Tutte le dichiarazioni di Salvini e dei 5* successive al voto sono granitiche nel promettere che il governo del Contratto giallo-verde durerà altri 4 anni. Né la strategia del Pd punta ad affrettarlo. Zingaretti dice che se vi sarà la crisi di governo bisognerà tornare al voto, ma sta attento a non chiederlo esplicitamente. Il Pd per avere possibilità di un rilancio significativo ha bisogno di tempo. Il recupero dal tracollo del M5*, che pure gli aveva risucchiato un bel po’ di voti, è stato fin qui modesto. E invece il problema del Pd e di Zingaretti è quello di impedire che la dissolvenza dei 5* si consumi a favore della Lega. Tornerà a vincere solo se riuscirà ad afferrare buona parte dei voti ceduti a Grillo e comunque a impedire che se ne impadronisca definitivamente Salvini.

Finora chi ha immagazzinato, molto più del Pd, i vantaggi dell’opposizione è stato – non sembri un paradosso – proprio Salvini. Il Capo leghista oltre a raccogliere a piene mani dalla paura sull’emigrazione (grazie a una percezione drammatica creata artificiosamente da lui stesso) s’è avvantaggiato anche, e forse soprattutto, proponendosi come garante di una netta opposizione rispetto agli sbandamenti dei 5* giudicati da una parte degli italiani decisamente pericolosi (scelte economiche, giustizialismo, etc). Insomma, ha accumulato i vantaggi del (suo) governo ai vantaggi dell’opposizione al (suo) governo, cioè ai 5*.

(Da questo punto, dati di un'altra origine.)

//! Session-pool extraction from the Authorization header.

use axum::extract::FromRequestParts;
use axum::http::request::Parts;
use axum::http::header;

use crate::error::GatewayError;
use crate::gateway::token_pool::TokenPool;

/// Extractor wrapping the request's session-token pool.
///
/// The Authorization header carries one or more session tokens
/// (comma-separated) behind the usual `Bearer ` prefix; the pool is split
/// once and stays immutable for the request.
#[derive(Debug, Clone)]
pub struct SessionPool(pub TokenPool);

#[axum::async_trait]
impl<S> FromRequestParts<S> for SessionPool
where
    S: Send + Sync,
{
    type Rejection = GatewayError;

    async fn from_request_parts(parts: &mut Parts, _state: &S) -> Result<Self, Self::Rejection> {
        let value = parts
            .headers
            .get(header::AUTHORIZATION)
            .and_then(|h| h.to_str().ok())
            .ok_or_else(|| {
                GatewayError::Auth("missing Authorization header".to_string())
            })?;

        TokenPool::from_header(value).map(SessionPool)
    }
}
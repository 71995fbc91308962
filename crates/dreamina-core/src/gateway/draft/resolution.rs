//! Resolution / aspect-ratio lookup.
//!
//! Every supported `(resolution, ratio)` pair maps to concrete pixel
//! dimensions, the upstream's ratio enum, and the resolution-type string
//! echoed into the draft. 2k and 4k scale the 1k base grid.

use crate::error::{GatewayError, GatewayResult};

/// Supported aspect ratios, in the upstream's enum order.
pub const RATIOS: [&str; 9] = [
    "1:1", "3:4", "4:3", "16:9", "9:16", "2:3", "3:2", "21:9", "9:21",
];

/// Supported resolution tiers.
pub const RESOLUTIONS: [&str; 3] = ["1k", "2k", "4k"];

/// Concrete generation parameters for one `(resolution, ratio)` pair.
#[derive(Debug, Clone, Copy, PartialEq, Eq)]
pub struct ResolutionParams {
    pub width: u32,
    pub height: u32,
    /// The upstream's ratio enum value.
    pub image_ratio: u8,
    /// Echoed into `large_image_info.resolution_type`.
    pub resolution_type: &'static str,
}

/// 1k base dimensions and ratio code per aspect ratio.
fn base_for_ratio(ratio: &str) -> Option<(u32, u32, u8)> {
    let entry = match ratio {
        "1:1" => (1024, 1024, 1),
        "3:4" => (864, 1152, 2),
        "4:3" => (1152, 864, 3),
        "16:9" => (1280, 720, 4),
        "9:16" => (720, 1280, 5),
        "2:3" => (832, 1248, 6),
        "3:2" => (1248, 832, 7),
        "21:9" => (1344, 576, 8),
        "9:21" => (576, 1344, 9),
        _ => return None,
    };
    Some(entry)
}

/// Look up the parameters for a `(resolution, ratio)` pair.
pub fn resolution_params(resolution: &str, ratio: &str) -> GatewayResult<ResolutionParams> {
    let (width, height, image_ratio) = base_for_ratio(ratio).ok_or_else(|| {
        GatewayError::Validation(format!(
            "unsupported ratio '{ratio}' (expected one of {})",
            RATIOS.join(", ")
        ))
    })?;

    let (scale, resolution_type) = match resolution {
        "1k" => (1, "1k"),
        "2k" => (2, "2k"),
        "4k" => (4, "4k"),
        _ => {
            return Err(GatewayError::Validation(format!(
                "unsupported resolution '{resolution}' (expected one of {})",
                RESOLUTIONS.join(", ")
            )))
        }
    };

    Ok(ResolutionParams {
        width: width * scale,
        height: height * scale,
        image_ratio,
        resolution_type,
    })
}
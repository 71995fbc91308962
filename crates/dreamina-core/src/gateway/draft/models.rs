//! Public model names → upstream model keys.
//!
//! Two tables per media type: the domestic backend and the international
//! one expose different model sets. Domestic falls back to the default on
//! an unknown name; international rejects it (kept explicit behind the
//! `strict_international_models` switch).

use once_cell::sync::Lazy;
use regex::Regex;

use crate::error::{GatewayError, GatewayResult};

pub const DEFAULT_IMAGE_MODEL: &str = "jimeng-3.0";
pub const DEFAULT_VIDEO_MODEL: &str = "jimeng-video-3.0";

/// Model forced to a fixed 1024×1024 / 2k output regardless of input.
pub const SPECIAL_SQUARE_MODEL: &str = "nanobanana";

const DOMESTIC_IMAGE_MODELS: [(&str, &str); 6] = [
    ("jimeng-4.0", "high_aes_general_v40"),
    ("jimeng-3.0", "high_aes_general_v30l:general_v3.0_18b"),
    ("jimeng-2.1", "high_aes_general_v21_L:general_v2.1_L"),
    ("jimeng-2.0-pro", "high_aes_general_v20_L:general_v2.0_L"),
    ("jimeng-xl-pro", "text2img_xl_sft"),
    ("nanobanana", "external_generate_nanobanana"),
];

const INTERNATIONAL_IMAGE_MODELS: [(&str, &str); 4] = [
    ("jimeng-4.0", "high_aes_general_v40"),
    ("jimeng-3.0", "high_aes_general_v30l_art_fangzhou:general_v3.0_18b"),
    ("jimeng-2.1", "high_aes_general_v21_L:general_v2.1_L"),
    ("nanobanana", "external_generate_nanobanana"),
];

const DOMESTIC_VIDEO_MODELS: [(&str, &str); 3] = [
    ("jimeng-video-3.0", "dreamina_ic_generate_video_model_vgfm_3.0"),
    ("jimeng-video-2.0-pro", "dreamina_ic_generate_video_model_vgfm1.0_pro"),
    ("jimeng-video-2.0", "dreamina_ic_generate_video_model_vgfm1.0"),
];

const INTERNATIONAL_VIDEO_MODELS: [(&str, &str); 2] = [
    ("jimeng-video-3.0", "dreamina_ic_generate_video_model_vgfm_3.0"),
    ("jimeng-video-2.0", "dreamina_ic_generate_video_model_vgfm1.0"),
];

/// Prompts that request a coherent multi-image set (comics, storybooks,
/// "N 张" requests) on jimeng-4.0.
static MULTI_IMAGE_RE: Lazy<Regex> =
    Lazy::new(|| Regex::new(r"连续|绘本|故事|\d+张").expect("valid regex"));
static IMAGE_COUNT_RE: Lazy<Regex> = Lazy::new(|| Regex::new(r"(\d+)张").expect("valid regex"));

fn lookup(table: &[(&str, &'static str)], name: &str) -> Option<&'static str> {
    table.iter().find(|(k, _)| *k == name).map(|(_, v)| *v)
}

/// Resolve a public image model name to the upstream key.
pub fn resolve_image_model(
    name: &str,
    international: bool,
    strict_international: bool,
) -> GatewayResult<&'static str> {
    if international {
        if let Some(key) = lookup(&INTERNATIONAL_IMAGE_MODELS, name) {
            return Ok(key);
        }
        if strict_international {
            return Err(GatewayError::Validation(format!(
                "unknown model '{name}' for international session"
            )));
        }
        return Ok(lookup(&INTERNATIONAL_IMAGE_MODELS, DEFAULT_IMAGE_MODEL)
            .expect("default model is in the table"));
    }

    Ok(lookup(&DOMESTIC_IMAGE_MODELS, name).unwrap_or_else(|| {
        tracing::debug!("Unknown model '{}', falling back to {}", name, DEFAULT_IMAGE_MODEL);
        lookup(&DOMESTIC_IMAGE_MODELS, DEFAULT_IMAGE_MODEL).expect("default model is in the table")
    }))
}

/// Resolve a public video model name to the upstream key.
pub fn resolve_video_model(
    name: &str,
    international: bool,
    strict_international: bool,
) -> GatewayResult<&'static str> {
    if international {
        if let Some(key) = lookup(&INTERNATIONAL_VIDEO_MODELS, name) {
            return Ok(key);
        }
        if strict_international {
            return Err(GatewayError::Validation(format!(
                "unknown model '{name}' for international session"
            )));
        }
        return Ok(lookup(&INTERNATIONAL_VIDEO_MODELS, DEFAULT_VIDEO_MODEL)
            .expect("default model is in the table"));
    }

    Ok(lookup(&DOMESTIC_VIDEO_MODELS, name).unwrap_or_else(|| {
        tracing::debug!("Unknown model '{}', falling back to {}", name, DEFAULT_VIDEO_MODEL);
        lookup(&DOMESTIC_VIDEO_MODELS, DEFAULT_VIDEO_MODEL).expect("default model is in the table")
    }))
}

/// All public model names, for `/v1/models`.
pub fn public_model_names() -> Vec<&'static str> {
    let mut names: Vec<&'static str> = DOMESTIC_IMAGE_MODELS
        .iter()
        .chain(INTERNATIONAL_IMAGE_MODELS.iter())
        .chain(DOMESTIC_VIDEO_MODELS.iter())
        .chain(INTERNATIONAL_VIDEO_MODELS.iter())
        .map(|(k, _)| *k)
        .collect();
    names.sort_unstable();
    names.dedup();
    names
}

/// How many artifacts a jimeng-4.0 prompt asks for, when it reads like a
/// multi-image request. `None` means a regular single-set generation.
pub fn multi_image_count(model: &str, prompt: &str) -> Option<usize> {
    if model != "jimeng-4.0" || !MULTI_IMAGE_RE.is_match(prompt) {
        return None;
    }
    let count = IMAGE_COUNT_RE
        .captures(prompt)
        .and_then(|c| c[1].parse::<usize>().ok())
        .unwrap_or(4);
    Some(count.max(1))
}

Neanche Berlusconi cerca il voto che, tra l’altro, potrebbe condannarlo definitivamente all’irrilevanza e si limita a invocare un governo organico (come si diceva una volta) di Cdx. Resta solo la Meloni, ma con la fragilità di chi nonostante una forte spinta a destra nel paese e il tracollo dei 5* non è riuscita neanche a sorpassare un Berlusconi in caduta libera.

Il vero punto di debolezza di Salvini (unico anche se consistente) è la piattaforma con cui ha vinto le elezioni che contiene, alla luce dei risultati elettorali registrati in Europa, due gravissimi errori di strategia: ha spostato il paese a destra senza conservare uno spazio per un Centro del Cdx; secondo, l’antieuropeismo. Salvini ha immaginato l’irruzione uno tsunami che avrebbe spazzato i vecchi assetti politici e le vecchie culture europee collocando lui, la Le Pen, Orbàn e qualche altro al centro di una nuova schiacciante maggioranza con cui trasformare gli equilibri politici europei con l’Europa delle patrie. La conseguenza è che lui, grande e solitario vincitore delle elezioni italiane, è un leader di destra senza Centro in un paese dove la destra può governare senza scandalo solo se è Centro destra. Questo, insieme all’antieuropeismo, ha collocato in uno spazio solitario, e soprattutto isolato, l’Italia. E per questo potrebbe pagare un prezzo politico molto alto.